··· Source data ···

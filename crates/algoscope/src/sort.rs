//! Sorting engine.
//!
//! [`sort_trace`] runs one of the supported algorithms on a private copy of
//! the input and records a [`Frame`] after every state-changing step. The
//! input itself is never modified.
//!
//! Bubble sort is also available as a step-wise [`BubbleSort`] iterator for
//! renderers that animate individual comparisons and need to stop midway.

mod bubble;
mod quick;
mod selection;

pub use bubble::BubbleSort;

use std::{fmt, str::FromStr, time::Instant};

use log::{debug, trace};
use serde::Deserialize;

use algoscope_core::trace::{Frame, SortTrace};

/// Available sorting algorithms.
///
/// The names match external configuration strings.
#[derive(Debug, Default, Clone, Copy, PartialEq, Eq, Hash, Deserialize)]
#[serde(rename_all = "snake_case")]
pub enum SortAlgorithm {
    /// Selection sort, one frame per swap (default)
    #[default]
    Selection,
    /// Quicksort with a Hoare partition around the midpoint element
    Quick,
    /// Bubble sort, one frame per swap
    Bubble,
}

impl SortAlgorithm {
    /// Returns the asymptotic comparison count, for display next to a trace.
    pub fn complexity(self) -> &'static str {
        match self {
            SortAlgorithm::Selection | SortAlgorithm::Bubble => "O(n²)",
            SortAlgorithm::Quick => "O(n log n)",
        }
    }
}

impl FromStr for SortAlgorithm {
    type Err = &'static str;

    fn from_str(s: &str) -> Result<Self, Self::Err> {
        match s {
            "selection" => Ok(Self::Selection),
            "quick" => Ok(Self::Quick),
            "bubble" => Ok(Self::Bubble),
            _ => Err("Unsupported sort algorithm"),
        }
    }
}

impl From<SortAlgorithm> for &'static str {
    fn from(val: SortAlgorithm) -> Self {
        match val {
            SortAlgorithm::Selection => "selection",
            SortAlgorithm::Quick => "quick",
            SortAlgorithm::Bubble => "bubble",
        }
    }
}

impl fmt::Display for SortAlgorithm {
    fn fmt(&self, f: &mut fmt::Formatter<'_>) -> fmt::Result {
        let s: &'static str = (*self).into();
        write!(f, "{s}")
    }
}

/// Sorts a copy of `values` and returns every intermediate frame.
///
/// The first frame is always the input as given. Empty and single-element
/// inputs produce exactly one frame and zero operations.
///
/// # Examples
///
/// ```
/// use algoscope::sort::{SortAlgorithm, sort_trace};
///
/// let trace = sort_trace(&[5, 3, 8, 1], SortAlgorithm::Selection);
/// assert_eq!(trace.final_frame(), &[1, 3, 5, 8]);
/// assert_eq!(trace.operations(), 6);
/// ```
pub fn sort_trace(values: &[i64], algorithm: SortAlgorithm) -> SortTrace {
    let started = Instant::now();
    let (frames, operations) = match algorithm {
        SortAlgorithm::Selection => selection::trace(values),
        SortAlgorithm::Quick => quick::trace(values),
        SortAlgorithm::Bubble => bubble::trace(values),
    };
    let elapsed = started.elapsed();

    debug!(
        algorithm:% = algorithm,
        len = values.len(),
        frames = frames.len(),
        operations;
        "Sort trace computed"
    );
    trace!(frames:?; "Sort frames");

    SortTrace::new(frames, operations, elapsed)
}

/// Collects frames while an algorithm mutates its working copy.
struct Recorder {
    values: Vec<i64>,
    frames: Vec<Frame>,
    operations: u64,
}

impl Recorder {
    fn new(values: &[i64]) -> Self {
        Self {
            values: values.to_vec(),
            frames: vec![values.to_vec()],
            operations: 0,
        }
    }

    fn count(&mut self) {
        self.operations += 1;
    }

    /// Swaps two elements and records the resulting frame.
    fn swap(&mut self, a: usize, b: usize) {
        self.values.swap(a, b);
        self.frames.push(self.values.clone());
    }

    fn finish(self) -> (Vec<Frame>, u64) {
        (self.frames, self.operations)
    }
}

···

Whenever the string "FromStr" turns up in a line above, copy that line out.

use std::{fmt, str::FromStr, time::Instant};
impl FromStr for SortAlgorithm {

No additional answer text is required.